Wild Raspberries is an emotional crepe chocked full of tart sensitivities and served in heaping portions with mandatory second and third helpings. If your appetite is whetted by familial psychodramas with occasional comic relief, you're likely to be attracted to this tasty dish. For the creamy center of the novel, Chappell has cooked up an intriguing premise. Suppose there were to be not just a sleepover, but a weeklong ladies-only lockdown with a grief counselor, a recently widowed young woman, her mother-in-law, and the paramour of the mother-in-law's somewhat recently deceased husband. While it may strain credulity, it certainly creates the potential for spontaneous fireworks.

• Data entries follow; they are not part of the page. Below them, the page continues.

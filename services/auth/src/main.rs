use std::net::SocketAddr;

use anyhow::Context as _;
use sea_orm::Database;

use leadgate_auth::config::AuthConfig;
use leadgate_auth::infra::ratelimit::{AppRateLimiter, MemoryRateLimiter, RedisRateLimiter};
use leadgate_auth::router::build_router;
use leadgate_auth::state::AppState;
use leadgate_core::config::Config;

#[tokio::main]
async fn main() -> anyhow::Result<()> {
    leadgate_core::tracing::init_tracing();
    let config = AuthConfig::from_env();

    let db = Database::connect(&config.database_url)
        .await
        .context("connect to database")?;

    let rate_limiter = match &config.redis_url {
        Some(url) => {
            let pool = deadpool_redis::Config::from_url(url)
                .create_pool(Some(deadpool_redis::Runtime::Tokio1))
                .context("create redis pool")?;
            tracing::info!("rate limiting backed by redis");
            AppRateLimiter::Redis(RedisRateLimiter { pool })
        }
        None => {
            tracing::info!("rate limiting in-process");
            AppRateLimiter::Memory(MemoryRateLimiter::new())
        }
    };

    let state = AppState::new(db, rate_limiter, &config);
    let app = build_router(state);

    let addr = SocketAddr::from(([0, 0, 0, 0], config.auth_port));
    tracing::info!(%addr, "auth service listening");
    let listener = tokio::net::TcpListener::bind(addr)
        .await
        .context("bind listener")?;
    axum::serve(
        listener,
        app.into_make_service_with_connect_info::<SocketAddr>(),
    )
    .await
    .context("serve")?;

    Ok(())
}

The author does an able job of imbuing each participant with distinctive character traits that readily set readers' expectations as to how each is likely to react during progressive truth-telling sessions. Then she intertwines just enough secrets, lies, and revelations to flip those expectations on their backsides. She also adds enough interesting ancillary characters, subplots, and physical action to keep the four females ongoing caucuses from becoming overly confining. Similar to Robert Harling's Steel Magnolias, and Tracy Letts' August: Osage County, death, grief, and healing form the foundation from which Chappell's tale is built. The Southern and Midwestern locales of those stories are replaced here with the manicured lawns of the Maryland suburbs and the rolling hills of West Virginia. While similarities to those works may be noted, Chappell does a fine job of sprinkling enough wit, pathos, and surprise in her story to make this novel far more than a knockoff.